BlackRock, which had $9.4 trillion assets under management at the end of June, announced Monday that Nasser’s post as an independent director — which is effective immediately — reflected “the importance of the Middle East” to its long-term strategy.
Nasser’s appointment will ensure the “continuity of regional expertise” once Bader Alsaad, chairman of the board of the Arab Fund for Economic and Social Development, leaves his post on the BlackRock board next year, the company said in a
statement.
Larry Fink, BlackRock’s chairman and CEO, touted Nasser’s “leadership experience, understanding of the global energy industry and the drivers of the shift towards a low-carbon economy,” as some of the reasons motivating his appointment.
So who is Nasser, and why might his new role raise the hackles of climate-conscious investors?
Nasser joined the state-run oil giant Saudi Aramco in 1982 as a petroleum engineer, rising up the ranks to become CEO in 2015. Four years later, the Saudi national led the company’s blockbuster public listing, raising $25.6 billion in what remains the world’s biggest-ever IPO.
Saudi Aramco is the world’s largest oil producer, with a market capitalization of 7.8 trillion Saudi riyal ($2.1 trillion). Last year, the firm posted a record annual profit of $161 billion — up 46% from the year before — as global oil prices shot up in the wake of Russia’s war in Ukraine.
But, like other fossil fuel companies, pressure has built on Saudi Aramco to take more drastic action to curb its greenhouse gas emissions. In 2021, Nasser announced the company’s ambition to reach net-zero emissions from the assets that it wholly owns and operates by 2050.
In October, the company also said it would create a $1.5 billion venture capital fund to invest in sustainable technologies globally, including carbon capture and storage and hydrogen fuels.

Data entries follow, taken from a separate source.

//! Ammunition magazine: limited rounds with an automatic timed reload.
//!
//! `Ready` while rounds remain. At zero rounds the next tick engages the
//! reload; progress is sampled every tick and the magazine refills to
//! `MAX_AMMO` once `RELOAD_TIME_MS` of tick time has elapsed.

use airspace_core::constants::{MAX_AMMO, MICROS_PER_MILLI, RELOAD_TIME_MS};
use airspace_core::errors::AmmoError;
use airspace_core::state::AmmoView;
use airspace_core::types::millis_to_micros;

const RELOAD_TIME_US: u64 = RELOAD_TIME_MS * MICROS_PER_MILLI;

#[derive(Debug, Clone, PartialEq)]
pub struct AmmoMagazine {
    rounds: u32,
    reloading: bool,
    /// Reload progress (0.0 - 1.0).
    progress: f64,
    /// Tick time accumulated since the reload engaged, in microseconds.
    reload_elapsed_us: u64,
}

impl Default for AmmoMagazine {
    fn default() -> Self {
        Self {
            rounds: MAX_AMMO,
            reloading: false,
            progress: 0.0,
            reload_elapsed_us: 0,
        }
    }
}

impl AmmoMagazine {
    pub fn new() -> Self {
        Self::default()
    }

    pub fn rounds(&self) -> u32 {
        self.rounds
    }

    pub fn is_reloading(&self) -> bool {
        self.reloading
    }

    pub fn progress(&self) -> f64 {
        self.progress
    }

    /// Spend one round. Fails without side effects while reloading or empty.
    pub fn fire(&mut self) -> Result<(), AmmoError> {
        if self.reloading {
            return Err(AmmoError::CurrentlyReloading);
        }
        if self.rounds == 0 {
            return Err(AmmoError::InsufficientAmmo);
        }
        self.rounds -= 1;
        Ok(())
    }

    /// Advance the reload state machine by `elapsed_ms`, rounded to the
    /// microsecond. Returns true if any visible state changed.
    pub fn tick(&mut self, elapsed_ms: f64) -> bool {
        self.tick_micros(millis_to_micros(elapsed_ms))
    }

    /// Level-triggered: any tick that finds the magazine empty and idle
    /// engages a reload, and that tick's elapsed time already counts toward it.
    pub fn tick_micros(&mut self, elapsed_us: u64) -> bool {
        let mut changed = false;

        if self.rounds == 0 && !self.reloading {
            self.reloading = true;
            self.progress = 0.0;
            self.reload_elapsed_us = 0;
            changed = true;
        }

        if self.reloading {
            self.reload_elapsed_us = self.reload_elapsed_us.saturating_add(elapsed_us);
            if self.reload_elapsed_us >= RELOAD_TIME_US {
                self.rounds = MAX_AMMO;
                self.reloading = false;
                self.progress = 0.0;
                self.reload_elapsed_us = 0;
                return true;
            }
            let progress = self.reload_elapsed_us as f64 / RELOAD_TIME_US as f64;
            if progress != self.progress {
                self.progress = progress;
                changed = true;
            }
        }

        changed
    }

    /// Full magazine, no reload in progress.
    pub fn reset(&mut self) {
        *self = Self::default();
    }

    pub fn view(&self) -> AmmoView {
        AmmoView {
            rounds: self.rounds,
            max_rounds: MAX_AMMO,
            reloading: self.reloading,
            progress: self.progress,
        }
    }
}
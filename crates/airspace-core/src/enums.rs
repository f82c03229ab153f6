//! Enumeration types used throughout the simulation.

use serde::{Deserialize, Serialize};

use crate::constants::*;

/// Enemy aircraft tier. Wave `n` fields the first `min(n, 3)` tiers.
#[derive(Debug, Clone, Copy, PartialEq, Eq, Hash, PartialOrd, Ord, Serialize, Deserialize)]
#[serde(rename_all = "lowercase")]
pub enum EnemyKind {
    /// Light, fast weaver.
    Scout,
    /// Heavy, slow, wide turns.
    Bomber,
    /// Erratic high-value target.
    Ace,
}

impl EnemyKind {
    /// Tiers in roster order.
    pub const ALL: [EnemyKind; 3] = [EnemyKind::Scout, EnemyKind::Bomber, EnemyKind::Ace];

    /// Lowercase tag used in enemy ids and on the wire.
    pub fn tag(self) -> &'static str {
        match self {
            EnemyKind::Scout => "scout",
            EnemyKind::Bomber => "bomber",
            EnemyKind::Ace => "ace",
        }
    }

    /// Points awarded for a kill before the multiplier is applied.
    pub fn base_points(self) -> u64 {
        match self {
            EnemyKind::Scout => SCOUT_POINTS,
            EnemyKind::Bomber => BOMBER_POINTS,
            EnemyKind::Ace => ACE_POINTS,
        }
    }
}

/// Missile loadout selectable by the player. Fixed per missile at launch.
#[derive(Debug, Clone, Copy, Default, PartialEq, Eq, Hash, Serialize, Deserialize)]
pub enum MissileKind {
    #[default]
    #[serde(rename = "standard")]
    Standard,
    #[serde(rename = "heatseker", alias = "heatseeker")]
    HeatSeeker,
    #[serde(rename = "emp")]
    Emp,
}

impl MissileKind {
    pub const ALL: [MissileKind; 3] = [MissileKind::Standard, MissileKind::HeatSeeker, MissileKind::Emp];

    /// Travel progress per second; progress 1.0 is impact.
    pub fn speed(self) -> f64 {
        match self {
            MissileKind::Standard => STANDARD_MISSILE_SPEED,
            MissileKind::HeatSeeker => HEAT_SEEKER_SPEED,
            MissileKind::Emp => EMP_MISSILE_SPEED,
        }
    }

    /// Label shown on the weapon selector.
    pub fn display_name(self) -> &'static str {
        match self {
            MissileKind::Standard => "STANDARD",
            MissileKind::HeatSeeker => "HEAT SEEKER",
            MissileKind::Emp => "EMP",
        }
    }

    /// Map the number-row selector keys to a loadout.
    pub fn from_hotkey(key: char) -> Option<Self> {
        match key {
            '1' => Some(MissileKind::Standard),
            '2' => Some(MissileKind::HeatSeeker),
            '3' => Some(MissileKind::Emp),
            _ => None,
        }
    }
}

/// Wave controller state.
#[derive(Debug, Clone, Copy, Default, PartialEq, Eq, Serialize, Deserialize)]
pub enum WavePhase {
    /// Enemies on the roster are live.
    #[default]
    InProgress,
    /// Roster cleared, next wave is scheduled.
    WaveClearedPause,
    /// Final wave cleared. Terminal until reset.
    AllCleared,
}

/// Top-level session state.
#[derive(Debug, Clone, Copy, Default, PartialEq, Eq, Serialize, Deserialize)]
pub enum SessionPhase {
    /// No session has been started.
    #[default]
    Idle,
    /// Systems run every tick.
    Active,
    /// All waves cleared or the session was skipped.
    Ended,
}
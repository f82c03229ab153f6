use std::sync::mpsc::RecvTimeoutError;
use std::time::{Duration, Instant};

use airspace_app::autopilot::Autopilot;
use airspace_app::game_loop;
use airspace_app::state;
use airspace_app::HostConfig;
use airspace_core::commands::PlayerCommand;
use airspace_core::enums::SessionPhase;

fn init_tracing() {
    let filter = tracing_subscriber::EnvFilter::try_from_default_env()
        .unwrap_or_else(|_| tracing_subscriber::EnvFilter::new("info"));

    let json = matches!(std::env::var("LOG_FORMAT").as_deref(), Ok("json"));
    if json {
        tracing_subscriber::fmt()
            .with_env_filter(filter)
            .with_target(false)
            .json()
            .with_current_span(true)
            .init();
    } else {
        tracing_subscriber::fmt()
            .with_env_filter(filter)
            .with_target(false)
            .compact()
            .init();
    }

    std::panic::set_hook(Box::new(|info| {
        let backtrace = std::backtrace::Backtrace::capture();
        tracing::error!(%info, ?backtrace, "panic");
    }));
}

fn main() -> std::io::Result<()> {
    init_tracing();
    let config = HostConfig::from_env();
    tracing::info!(?config, "starting airspace host");

    let handle = game_loop::spawn_game_loop(&config, state::new_shared_snapshot())?;
    handle.send(PlayerCommand::StartSession);
    let mut pilot = Autopilot::new(config.autopilot_seed, config.fire_interval);
    let started = Instant::now();
    let mut skipped = false;

    loop {
        let snapshot = match handle.snapshots.recv_timeout(Duration::from_secs(1)) {
            Ok(snapshot) => snapshot,
            Err(RecvTimeoutError::Timeout) => continue,
            Err(RecvTimeoutError::Disconnected) => {
                tracing::error!("game loop disconnected");
                return Ok(());
            }
        };

        for event in &snapshot.events {
            tracing::debug!(?event, "combat event");
        }
        if snapshot.phase == SessionPhase::Ended {
            tracing::info!(
                score = snapshot.score.score,
                kills = snapshot.score.kills,
                wave = snapshot.wave.number,
                "session over"
            );
            break;
        }
        if !skipped && started.elapsed() >= config.session_timeout {
            tracing::warn!(timeout = ?config.session_timeout, "session timed out, skipping");
            handle.send(PlayerCommand::SkipSession);
            skipped = true;
            continue;
        }
        for command in pilot.next_commands(&snapshot) {
            if !handle.send(command) {
                tracing::error!("game loop disconnected");
                return Ok(());
            }
        }
    }

    handle.shutdown();
    // Let the loop thread log its exit before the process ends.
    std::thread::sleep(Duration::from_millis(50));
    Ok(())
}
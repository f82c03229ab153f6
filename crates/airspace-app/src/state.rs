//! State shared between the host and the game loop thread.

use std::sync::{mpsc, Arc, Mutex};

use airspace_core::commands::PlayerCommand;
use airspace_core::state::CombatSnapshot;

/// Commands sent from the host to the game loop thread.
#[derive(Debug)]
pub enum GameLoopCommand {
    /// A player command to forward to the combat engine.
    PlayerCommand(PlayerCommand),
    /// Shut down the game loop thread gracefully.
    Shutdown,
}

/// Channels to a running game loop.
///
/// `snapshots` receives every tick's snapshot in order, so no tick's events
/// are lost to a slow reader.
#[derive(Debug)]
pub struct GameLoopHandle {
    pub commands: mpsc::Sender<GameLoopCommand>,
    pub snapshots: mpsc::Receiver<CombatSnapshot>,
}

impl GameLoopHandle {
    /// Forward a player command. Returns false once the loop has stopped.
    pub fn send(&self, command: PlayerCommand) -> bool {
        self.commands
            .send(GameLoopCommand::PlayerCommand(command))
            .is_ok()
    }

    pub fn shutdown(&self) {
        let _ = self.commands.send(GameLoopCommand::Shutdown);
    }
}

/// Latest snapshot, written by the game loop after every tick.
pub type SharedSnapshot = Arc<Mutex<Option<CombatSnapshot>>>;

pub fn new_shared_snapshot() -> SharedSnapshot {
    Arc::new(Mutex::new(None))
}

/// Clone the latest snapshot, if one has been published.
pub fn latest(shared: &SharedSnapshot) -> Option<CombatSnapshot> {
    shared.lock().ok().and_then(|lock| lock.clone())
}
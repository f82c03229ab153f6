//! AIRSPACE host application.
//!
//! Runs the combat engine on its own thread at a fixed rate and drives it
//! with a seeded autopilot, standing in for a rendering front end.

pub mod autopilot;
pub mod config;
pub mod game_loop;
pub mod state;

pub use config::HostConfig;
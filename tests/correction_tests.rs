//! Self-correction loop tests through the public API

use std::sync::Arc;
use std::sync::Mutex;

use nmap_core::{
    CancelToken, CommandGenerator, CommandValidator, Complexity, CorrectionError,
    GenerationError, KeywordGenerator, OptionCatalog, SelfCorrector,
};

/// Scripted generator: returns its candidates in order, repeating the last
struct Playback {
    candidates: Vec<&'static str>,
    intents: Mutex<Vec<String>>,
}

impl Playback {
    fn new(candidates: &[&'static str]) -> Self {
        Self {
            candidates: candidates.to_vec(),
            intents: Mutex::new(Vec::new()),
        }
    }

    fn calls(&self) -> usize {
        self.intents.lock().unwrap().len()
    }
}

impl CommandGenerator for Playback {
    fn generate(&self, intent: &str, _: Complexity) -> Result<String, GenerationError> {
        let mut intents = self.intents.lock().unwrap();
        let index = intents.len().min(self.candidates.len() - 1);
        intents.push(intent.to_string());
        Ok(self.candidates[index].to_string())
    }
}

fn validator() -> CommandValidator {
    CommandValidator::new(Arc::new(OptionCatalog::fallback()))
}

#[test]
fn accepts_first_valid_candidate() {
    let generator = Playback::new(&["nmap -sT 192.168.1.1"]);
    let outcome = SelfCorrector::default()
        .run("scan a host", Complexity::Easy, &generator, &validator())
        .unwrap();

    assert!(outcome.validation.valid);
    assert_eq!(outcome.metadata.attempts, 0);
    assert!(!outcome.metadata.corrected);
    assert_eq!(generator.calls(), 1);
}

#[test]
fn recovers_from_a_conflicting_candidate() {
    let generator = Playback::new(&["nmap -sS -sT 192.168.1.1", "nmap -sT 192.168.1.1"]);
    let outcome = SelfCorrector::default()
        .run("scan a host", Complexity::Medium, &generator, &validator())
        .unwrap();

    assert!(outcome.validation.valid);
    assert_eq!(outcome.command, "nmap -sT 192.168.1.1");
    assert_eq!(outcome.metadata.attempts, 1);
    assert!(outcome.metadata.corrected);
    assert_eq!(outcome.history.len(), 2);
    assert!(!outcome.history[0].validation.valid);
    assert!(outcome.history[1].validation.valid);
}

#[test]
fn error_messages_flow_back_as_hints() {
    let generator = Playback::new(&["nmap 192.168.1.1 > out.txt", "nmap -sT 192.168.1.1"]);
    SelfCorrector::default()
        .run("scan a host", Complexity::Medium, &generator, &validator())
        .unwrap();

    let intents = generator.intents.lock().unwrap();
    assert_eq!(intents[0], "scan a host");
    assert!(intents[1].contains("Output redirection"), "{}", intents[1]);
}

#[test]
fn retry_budget_bounds_generation_calls() {
    let generator = Playback::new(&["nmap -sS -sT 192.168.1.1"]);
    let outcome = SelfCorrector::new(2)
        .run("scan a host", Complexity::Medium, &generator, &validator())
        .unwrap();

    assert!(!outcome.validation.valid);
    assert_eq!(outcome.metadata.attempts, 2);
    assert_eq!(generator.calls(), 3);
    assert_eq!(outcome.history.len(), 3);
    assert!(outcome.confidence < 0.5);
}

#[test]
fn zero_retries_means_single_shot() {
    let generator = Playback::new(&["nmap -sS -sT 192.168.1.1"]);
    let outcome = SelfCorrector::new(0)
        .run("scan a host", Complexity::Medium, &generator, &validator())
        .unwrap();

    assert!(!outcome.validation.valid);
    assert_eq!(generator.calls(), 1);
}

#[test]
fn cancellation_stops_before_generation() {
    let cancel = CancelToken::new();
    cancel.cancel();
    let generator = Playback::new(&["nmap -sT 192.168.1.1"]);

    let result = SelfCorrector::default().run_with_cancel(
        "scan a host",
        Complexity::Easy,
        &generator,
        &validator(),
        &cancel,
    );

    assert!(matches!(result, Err(CorrectionError::Cancelled)));
    assert_eq!(generator.calls(), 0);
}

#[test]
fn keyword_generator_round_trip() {
    let catalog = Arc::new(OptionCatalog::fallback());
    let generator = KeywordGenerator::new(catalog.clone());
    let validator = CommandValidator::new(catalog);

    for (intent, complexity) in [
        ("scan the web server at 10.1.2.3", Complexity::Medium),
        ("find hosts that are alive on 192.168.0.0/24", Complexity::Easy),
        ("check for ssh access", Complexity::Easy),
    ] {
        let outcome = SelfCorrector::default()
            .run(intent, complexity, &generator, &validator)
            .unwrap();
        assert!(outcome.validation.valid, "{}: {}", intent, outcome.command);
        assert_eq!(outcome.metadata.attempts, 0, "{}", intent);
    }
}

#[test]
fn outcome_serializes_for_downstream_consumers() {
    let generator = Playback::new(&["nmap -sT 192.168.1.1"]);
    let outcome = SelfCorrector::default()
        .run("scan a host", Complexity::Easy, &generator, &validator())
        .unwrap();

    let value = serde_json::to_value(&outcome).unwrap();
    assert_eq!(value["metadata"]["complexity"], "EASY");
    assert_eq!(value["metadata"]["attempts"], 0);
    assert!(value["history"].as_array().unwrap().len() == 1);
}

Even so, in December 2021, Nasser urged global leaders to continue investing in fossil fuels, arguing that the world cannot switch to clean energy overnight.
“Admitting this reality will be far easier than dealing with energy insecurity, rampant inflation and social unrest as prices become intolerably high. And net zero commitments by countries may start to unravel,” Nasser told an audience at the World Petroleum Congress.
Nasser’s appointment comes after BlackRock’s yearslong effort to encourage the companies it invests in to decarbonize.
Last year, the company said it would increase its investments in companies with science-backed greenhouse gas emissions reductions targets to 75% of its total assets by 2030, up from its current 25%.
The approach has riled up some conservative lawmakers in the United States who argue the focus of big asset managers, including BlackRock, on environmental, social and governance (ESG) investing — a type of investing that prioritizes a company’s sustainability and positive contribution to society — violated US antitrust laws.
Jeff Sonnenfeld, a senior associate dean for leadership studies at the Yale School of Management, told CNBC on Tuesday that Nasser “symbolically and substantively” represented Aramco, which would “blur” BlackRock’s image on ESG.
Still, the asset manager has said it expects to remain “long-term investors in carbon-intensive companies” due to their “crucial roles in the economy.”
The company previously said in a statement outlining its net-zero policy that it did not intend to divest from big carbon-emitting firms in the near term because such a move could jeopardize “an orderly transition to a net-zero economy in the long term.”
BlackRock declined to comment to CNN, referring instead to its Monday statement.